> [Task instructions] Take each line below that has "Option" and copy it.

> [The data]
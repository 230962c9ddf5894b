use crate::scenario::Scenario;
use std::time::Instant;

/// Step의 런타임 상태를 표현한다.
#[derive(Debug, Clone, PartialEq, Eq)]
pub enum StepStatus {
    /// 아직 실행 대기 상태.
    Pending,
    /// 실행 중.
    Running,
    /// skip 조건에 의해 건너뜀.
    Skipped,
    /// 정상 종료.
    Success,
    /// 실패와 함께 오류 메시지를 포함한다.
    Failed(String),
}

/// Step의 시간 및 출력 정보를 담는다.
#[derive(Debug, Clone)]
pub struct StepRuntimeState {
    /// Step 이름.
    pub name: String,
    /// 현재 상태 값.
    pub status: StepStatus,
    /// 시작 시각.
    pub started_at: Option<Instant>,
    /// 종료 시각.
    pub finished_at: Option<Instant>,
    /// 렌더링된 출력 라인.
    pub logs: Vec<String>,
}

impl StepRuntimeState {
    /// 초기 상태를 생성한다.
    pub fn new(name: impl Into<String>) -> Self {
        Self {
            name: name.into(),
            status: StepStatus::Pending,
            started_at: None,
            finished_at: None,
            logs: Vec::new(),
        }
    }

    pub(crate) fn mark_started(&mut self) {
        self.status = StepStatus::Running;
        self.started_at = Some(Instant::now());
    }

    pub(crate) fn mark_skipped(&mut self) {
        self.status = StepStatus::Skipped;
    }

    pub(crate) fn mark_finished(&mut self, status: StepStatus) {
        self.status = status;
        self.finished_at = Some(Instant::now());
    }
}

/// Scenario 실행 중 Step 상태 목록을 시나리오 순서대로 관리한다.
#[derive(Debug, Clone)]
pub struct ScenarioRuntime {
    /// 시나리오 이름.
    pub scenario: String,
    /// Step별 상태 목록.
    pub steps: Vec<StepRuntimeState>,
}

impl ScenarioRuntime {
    /// Scenario를 받아 초기 상태를 생성한다.
    pub fn new(scenario: &Scenario) -> Self {
        let steps = scenario
            .steps()
            .iter()
            .map(|step| StepRuntimeState::new(step.name()))
            .collect();
        Self {
            scenario: scenario.name().to_string(),
            steps,
        }
    }

    /// 이름으로 Step 상태를 조회한다.
    pub fn step(&self, name: &str) -> Option<&StepRuntimeState> {
        self.steps.iter().find(|s| s.name == name)
    }

    /// 해당 상태인 Step 이름 목록을 반환한다.
    pub fn names_with(&self, status: &StepStatus) -> Vec<&str> {
        self.steps
            .iter()
            .filter(|s| &s.status == status)
            .map(|s| s.name.as_str())
            .collect()
    }

    /// 모든 Step의 출력 라인을 순서대로 이어 붙인다.
    pub fn output(&self) -> Vec<&str> {
        self.steps
            .iter()
            .flat_map(|s| s.logs.iter().map(|l| l.as_str()))
            .collect()
    }
}
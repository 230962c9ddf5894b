use super::{PromptAnswer, PromptKind, PromptRequest, Prompter};
use crate::engine::{EngineEvent, PromptBridge};
use async_trait::async_trait;
use tokio::sync::mpsc::UnboundedSender;

/// 입력 요청을 이벤트로 내보내고 외부 UI의 응답을 기다리는 Prompter 구현이다.
#[derive(Debug, Clone)]
pub struct BridgePrompter {
    bridge: PromptBridge,
    sender: UnboundedSender<EngineEvent>,
}

impl BridgePrompter {
    pub fn new(bridge: PromptBridge, sender: UnboundedSender<EngineEvent>) -> Self {
        Self { bridge, sender }
    }

    async fn ask(&self, request: PromptRequest) -> anyhow::Result<PromptAnswer> {
        let (request_id, rx) = self.bridge.register();
        if self
            .sender
            .send(EngineEvent::PromptRequested {
                request_id,
                request,
            })
            .is_err()
        {
            self.bridge.cancel(request_id);
            anyhow::bail!("입력 요청을 전달할 수신자가 없습니다.");
        }
        rx.await
            .map_err(|_| anyhow::anyhow!("입력 요청 {request_id}이 응답 없이 취소되었습니다."))
    }
}

#[async_trait]
impl Prompter for BridgePrompter {
    async fn confirm(&self, message: &str, default: bool) -> anyhow::Result<bool> {
        self.ask(PromptRequest {
            kind: PromptKind::Confirm,
            message: message.to_string(),
            choices: Vec::new(),
            default: Some(default.to_string()),
        })
        .await?
        .into_confirm()
    }

    async fn text(&self, message: &str, default: Option<&str>) -> anyhow::Result<String> {
        self.ask(PromptRequest {
            kind: PromptKind::Text,
            message: message.to_string(),
            choices: Vec::new(),
            default: default.map(str::to_string),
        })
        .await?
        .into_text()
    }

    async fn select(
        &self,
        message: &str,
        choices: &[String],
        default: Option<usize>,
    ) -> anyhow::Result<usize> {
        self.ask(PromptRequest {
            kind: PromptKind::Select,
            message: message.to_string(),
            choices: choices.to_vec(),
            default: default.and_then(|i| choices.get(i).cloned()),
        })
        .await?
        .into_select(choices)
    }

    async fn multi_select(
        &self,
        message: &str,
        choices: &[String],
    ) -> anyhow::Result<Vec<usize>> {
        self.ask(PromptRequest {
            kind: PromptKind::MultiSelect,
            message: message.to_string(),
            choices: choices.to_vec(),
            default: None,
        })
        .await?
        .into_multi_select(choices)
    }
}
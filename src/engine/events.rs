use crate::prompter::PromptRequest;

/// 엔진에서 UI로 전달되는 주요 이벤트 모델이다.
#[derive(Debug, Clone)]
pub enum EngineEvent {
    /// 시나리오 시작 알림.
    ScenarioStarted { scenario: String, steps: usize },
    /// Step 시작 알림.
    StepStarted { step: String },
    /// skip 조건으로 Step을 건너뜀.
    StepSkipped { step: String },
    /// Output Step이 렌더링한 메시지.
    Output { step: String, text: String },
    /// 외부 UI에 입력을 요청한다.
    PromptRequested {
        request_id: u64,
        request: PromptRequest,
    },
    /// Step 종료 알림.
    StepFinished { step: String, success: bool },
    /// 전체 시나리오 종료.
    ScenarioFinished {
        scenario: String,
        early_exit: bool,
        errors: usize,
    },
}
/// 메시징 서비스가 돌려주는 예상 가능한 오류이다.
#[derive(Debug, Clone, Error, PartialEq, Eq)]
pub enum ServiceError {
    #[error("{kind} '{name}'이(가) 이미 존재합니다.")]
    AlreadyExists { kind: &'static str, name: String },
    #[error("{kind} '{id}'을(를) 찾을 수 없습니다.")]
    NotFound { kind: &'static str, id: String },
    #[error("브로커 파일 {path} 처리 실패: {message}")]
    Storage { path: String, message: String },
}

impl ServiceError {
    fn storage(path: &Path, err: impl std::fmt::Display) -> Self {
        ServiceError::Storage {
            path: path.display().to_string(),
            message: err.to_string(),
        }
    }
}

/// 데모 시나리오가 사용하는 토픽/큐 메시징 클라이언트 추상화이다.
#[async_trait]
pub trait MessagingClient: Send + Sync {
    /// 토픽을 만들고 ARN을 반환한다.
    async fn create_topic(&self, name: &str) -> Result<String, ServiceError>;

    /// 이름으로 기존 토픽 ARN을 찾는다.
    async fn topic_arn(&self, name: &str) -> Result<String, ServiceError>;

    /// 큐를 만들고 URL을 반환한다.
    async fn create_queue(&self, name: &str) -> Result<String, ServiceError>;

    /// 이름으로 기존 큐 URL을 찾는다.
    async fn queue_url(&self, name: &str) -> Result<String, ServiceError>;

    /// 큐를 토픽에 구독시키고 구독 ARN을 반환한다.
    async fn subscribe(&self, topic_arn: &str, queue_url: &str) -> Result<String, ServiceError>;

    /// 토픽에 메시지를 발행하고 메시지 ID를 반환한다.
    async fn publish(&self, topic_arn: &str, body: &str) -> Result<String, ServiceError>;

    /// 큐에서 볼 수 있는 메시지를 모두 꺼낸다. 아직 없으면 빈 목록이다.
    async fn receive(&self, queue_url: &str) -> Result<Vec<String>, ServiceError>;

    async fn unsubscribe(&self, subscription_arn: &str) -> Result<(), ServiceError>;

    async fn delete_queue(&self, queue_url: &str) -> Result<(), ServiceError>;

    async fn delete_topic(&self, topic_arn: &str) -> Result<(), ServiceError>;
}

/// 클라이언트를 공유하기 위한 Arc 타입 별칭이다.
pub type SharedMessagingClient = Arc<dyn MessagingClient>;

const TOPIC_PREFIX: &str = "arn:memory:topic:";
const SUBSCRIPTION_PREFIX: &str = "arn:memory:subscription:";
const QUEUE_PREFIX: &str = "memory://queue/";

#[derive(Debug, Serialize, Deserialize)]
struct PendingMessage {
    body: String,
    /// 보이기까지 남은 receive 호출 수.
    remaining_polls: u32,
}
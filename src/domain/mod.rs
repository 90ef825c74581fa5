mod account;
mod menu;
mod money;

pub use account::*;
pub use menu::*;
pub use money::*;
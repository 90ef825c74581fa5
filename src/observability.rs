//! Tracing/logging initialization.
//!
//! Logs always go to stderr so they never interleave with the menu on stdout.

use tracing_subscriber::EnvFilter;

/// Initialize tracing for the process. `RUST_LOG` wins over `verbose` when set.
///
/// Safe to call multiple times (subsequent calls are no-ops).
pub fn init(verbose: bool) {
    let default_level = if verbose { "debug" } else { "warn" };
    let filter =
        EnvFilter::try_from_default_env().unwrap_or_else(|_| EnvFilter::new(default_level));

    let _ = tracing_subscriber::fmt()
        .with_env_filter(filter)
        .with_writer(std::io::stderr)
        .with_target(false)
        .try_init();
}
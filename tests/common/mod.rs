// Allow dead_code because these helpers are used across different test files
// which are compiled separately
#![allow(dead_code)]

use anyhow::Result;
use coffer::{Cents, Session};

/// Output and final balance of one scripted session
pub struct Transcript {
    pub output: String,
    pub balance: Cents,
}

impl Transcript {
    /// Number of times the menu was printed
    pub fn menu_count(&self) -> usize {
        self.output.matches("4. Exit\n").count()
    }

    /// Every "Your balance is: ..." amount, in order
    pub fn balances(&self) -> Vec<&str> {
        self.output
            .lines()
            .filter_map(|line| line.strip_prefix("Your balance is: "))
            .collect()
    }

    pub fn last_balance(&self) -> Option<&str> {
        self.balances().last().copied()
    }
}

/// Helper to run a session over the given input lines
pub fn run_script(lines: &[&str]) -> Result<Transcript> {
    let mut input = lines.join("\n");
    input.push('\n');
    run_raw(&input)
}

/// Helper to run a session over raw input bytes
pub fn run_raw(input: &str) -> Result<Transcript> {
    let mut output = Vec::new();
    let balance = Session::new(input.as_bytes(), &mut output).run()?;
    Ok(Transcript {
        output: String::from_utf8(output)?,
        balance,
    })
}
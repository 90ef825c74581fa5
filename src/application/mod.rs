// Application layer - use cases on top of the domain.
// The interactive session (cli) only talks to the teller.

pub mod error;
pub mod teller;

pub use error::*;
pub use teller::*;
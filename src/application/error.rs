use thiserror::Error;

use crate::domain::{format_currency, AccountError, AmountError, Cents, ChoiceError};

/// Every recoverable failure of a menu iteration. The `Display` text is shown
/// to the user as-is.
#[derive(Error, Debug, Clone, PartialEq, Eq)]
pub enum AppError {
    #[error("Invalid input. Please enter a number.")]
    InvalidInput,

    #[error("Invalid choice")]
    InvalidChoice(i64),

    #[error("Invalid input. Please enter a valid number.")]
    InvalidAmount,

    #[error("Amount must be positive.")]
    NonPositiveDeposit,

    #[error("Amount must be at least $0.01.")]
    BelowOneCent,

    #[error("Amount cannot be negative.")]
    NegativeWithdrawal,

    #[error("Insufficient funds! You only have {}", format_currency(*available))]
    InsufficientFunds { available: Cents },

    #[error("Amount is too large.")]
    AmountOutOfRange,
}

impl From<ChoiceError> for AppError {
    fn from(err: ChoiceError) -> Self {
        match err {
            ChoiceError::NotANumber => AppError::InvalidInput,
            ChoiceError::Unknown(n) => AppError::InvalidChoice(n),
        }
    }
}

impl From<AmountError> for AppError {
    fn from(err: AmountError) -> Self {
        match err {
            AmountError::InvalidFormat => AppError::InvalidAmount,
            AmountError::OutOfRange => AppError::AmountOutOfRange,
        }
    }
}

impl From<AccountError> for AppError {
    fn from(err: AccountError) -> Self {
        match err {
            AccountError::NonPositive => AppError::NonPositiveDeposit,
            AccountError::BelowOneCent => AppError::BelowOneCent,
            AccountError::Negative => AppError::NegativeWithdrawal,
            AccountError::InsufficientFunds { balance } => {
                AppError::InsufficientFunds { available: balance }
            }
            AccountError::Amount(err) => err.into(),
            AccountError::Overflow => AppError::AmountOutOfRange,
        }
    }
}
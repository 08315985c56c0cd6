//! OpenAPI document endpoint.

use axum::extract::State;
use axum::Json;

use crate::state::AppState;

/// `GET /v3/api-docs`
pub async fn api_docs(State(state): State<AppState>) -> Json<serde_json::Value> {
    Json(state.openapi.as_ref().clone())
}
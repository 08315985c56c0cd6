//! Logging setup for the binary.

use tracing_subscriber::EnvFilter;

/// Pick the filter directive when `RUST_LOG` is unset.
///
/// `--verbose` beats `--quiet` beats the configured level.
pub fn default_directive(verbose: bool, quiet: bool, configured: &str) -> String {
    if verbose {
        "debug".to_string()
    } else if quiet {
        "warn".to_string()
    } else if configured.trim().is_empty() {
        "info".to_string()
    } else {
        configured.trim().to_string()
    }
}

/// Install the global subscriber. `RUST_LOG` wins over everything else.
pub fn init(verbose: bool, quiet: bool, configured: &str) {
    let fallback = default_directive(verbose, quiet, configured);
    tracing_subscriber::fmt()
        .with_env_filter(
            EnvFilter::try_from_default_env().unwrap_or_else(|_| EnvFilter::new(fallback)),
        )
        .with_writer(std::io::stderr)
        .init();
}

> [Task output]
    pub started_at: Option<Instant>,
    pub finished_at: Option<Instant>,
    pub fn step(&self, name: &str) -> Option<&StepRuntimeState> {
    async fn text(&self, message: &str, default: Option<&str>) -> anyhow::Result<String> {
        default: Option<usize>,
    pub fn last_balance(&self) -> Option<&str> {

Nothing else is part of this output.